Np423b Sound Workshops
Location: Contemporary Art Tasmania // A FREE EVENT
SOUND WORKSHOPS WITH DYLAN SHERIDAN
PLACES ARE LIMITED – BOOKING IS ESSENTIAL
A workshop in sound with renowned artist Dylan Sheridan will provide an opportunity to work closely with the artist and his non-human performing machines.
Working from within Sheridan’s exhibition, NP423b – empty orchestra, at CAT you will examine different modes of contemporary sound practice including what makes a motorgenic exhibition work – motors and control.
Workshop participants may also take part in the ‘Listening to Light’ session where you will attempt to come to grips with various ways we can understand sound.
Workshop spaces are limited to 12 participants per session.
CAT subsidised price per person: $10
Bookings are essential.
*Please note CAT will facilitate an all ages session of Listen to light on Sunday 18 August – Children 12 and under are free
LISTEN TO LIGHT
Saturday 17 August, 1PM – 3PM
Book here: https://www.eventbrite.com.au/e/sound-workshop-with-dylan-sheridan-listen-to-light-tickets-66436133263
LISTEN TO LIGHT (all ages session – kids free)
Sunday 18 August, 1PM – 3PM
INTRODUCTION TO MOTORS,
MAKING THINGS MOVE,
CONTROL & RHYTHMIC APPLICATIONS
Sunday 25 August, 1PM – 3PM
ABOUT NP423b – empty orchestra
OPENS: 6pm Friday 9 August 2019
EXHIBITION: 10 August – 8 September 2019
LOCATION: Contemporary Art Tasmania
Dylan Sheridan is an artist and composer working across time-based performance and installation in all manner of private and public spaces and platforms.

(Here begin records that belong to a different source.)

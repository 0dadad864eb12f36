//! # Static Session Gate
//!
//! Validates bearer tokens against a fixed table of sessions. Session
//! issuance lives outside the registry; the runtime loads operator tokens
//! from its configuration.
//!
//! SECURITY: token comparison is constant-time, and every configured token
//! is compared on every call so the lookup itself does not leak which
//! token prefix matched.

use subtle::ConstantTimeEq;

use shared_types::{Session, SessionToken};

use crate::domain::errors::SessionError;
use crate::ports::outbound::{SessionGate, TimeSource};

/// A fixed token → session table.
pub struct StaticSessionGate<TS: TimeSource> {
    sessions: Vec<(String, Session)>,
    time: TS,
}

impl<TS: TimeSource> StaticSessionGate<TS> {
    pub fn new(time: TS) -> Self {
        Self {
            sessions: Vec::new(),
            time,
        }
    }

    /// Register a token and the session it proves.
    pub fn with_session(mut self, token: impl Into<String>, session: Session) -> Self {
        self.sessions.push((token.into(), session));
        self
    }
}

impl<TS: TimeSource> SessionGate for StaticSessionGate<TS> {
    fn assert_valid(&self, token: &SessionToken) -> Result<Session, SessionError> {
        let mut matched: Option<&Session> = None;

        // Compare against every entry; no early exit on match.
        for (candidate, session) in &self.sessions {
            if constant_time_compare(candidate, token.as_str()) {
                matched = Some(session);
            }
        }

        let session = matched.ok_or(SessionError::UnknownToken)?;

        let now = self.time.now();
        if !session.is_valid_at(now) {
            return Err(SessionError::Expired {
                expired_at: session.expires_at,
                now,
            });
        }

        Ok(session.clone())
    }
}

/// Constant-time string comparison to prevent timing attacks.
///
/// Both inputs are padded to the longer length with different filler bytes
/// so a length mismatch still compares the full width and still fails.
fn constant_time_compare(a: &str, b: &str) -> bool {
    let max_len = std::cmp::max(a.len(), b.len());

    let mut a_padded = vec![0u8; max_len];
    let mut b_padded = vec![0xFFu8; max_len];

    a_padded[..a.len()].copy_from_slice(a.as_bytes());
    b_padded[..b.len()].copy_from_slice(b.as_bytes());

    let lengths_equal = a.len().ct_eq(&b.len());
    let contents_equal = a_padded.ct_eq(&b_padded);

    (lengths_equal & contents_equal).into()
}

#[cfg(test)]
mod tests {
    use super::*;
    use shared_types::ActorId;

    use crate::ports::outbound::FixedTimeSource;

    fn gate() -> StaticSessionGate<FixedTimeSource> {
        StaticSessionGate::new(FixedTimeSource::new(1_000)).with_session(
            "tok-alpha",
            Session::new(ActorId::new("staff-01"), 2_000),
        )
    }

    #[test]
    fn test_known_token_resolves_session() {
        let session = gate().assert_valid(&SessionToken::new("tok-alpha")).unwrap();
        assert_eq!(session.actor, ActorId::new("staff-01"));
    }

    #[test]
    fn test_unknown_token_rejected() {
        let result = gate().assert_valid(&SessionToken::new("tok-beta"));
        assert_eq!(result, Err(SessionError::UnknownToken));
    }

    #[test]
    fn test_expired_session_rejected() {
        let gate = StaticSessionGate::new(FixedTimeSource::new(3_000)).with_session(
            "tok-alpha",
            Session::new(ActorId::new("staff-01"), 2_000),
        );
        let result = gate.assert_valid(&SessionToken::new("tok-alpha"));
        assert!(matches!(result, Err(SessionError::Expired { .. })));
    }

    #[test]
    fn test_constant_time_compare() {
        assert!(constant_time_compare("secret", "secret"));
        assert!(!constant_time_compare("secret", "Secret"));
        assert!(!constant_time_compare("secret", "secre"));
        assert!(!constant_time_compare("secret", "secrets"));
    }
}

NP423 – Sheridan’s first solo show in a white-cube gallery context – is a modular environment of hacked, circuit-bent and repurposed domestic objects. The work evolved from the idea and experience of ‘misophonia’ – an irrational and intense dislike of certain sounds. The interconnected objects each express a cathartic transformation through the amplification and synthesis of the sounds and things that irritate and ‘drive Sheridan nuts.’
As his previous sound-theatre works have evolved, automated sound objects and inventions have gradually replaced human performers enabling Sheridan to begin to experiment with extended performance durations and structures that are not limited by the needs of human performers.
While NP423 remains rooted in a time-based rhythmic structure, the singular details and events of a linear musical narrative are combined into a sonic choreography of non-linear counterpoint offered from the multiple vantage points available in a gallery space. This new context exposes the theatrical façade of Sheridan’s oeuvre to reveal the ‘nuts and bolts’ of his creations under the omnipresent scrutiny of the ‘white-cube’ and the random attentions of its audience.
This project was made possible by the Australian Government’s Regional Arts Fund, which supports the arts in regional and remote Australia.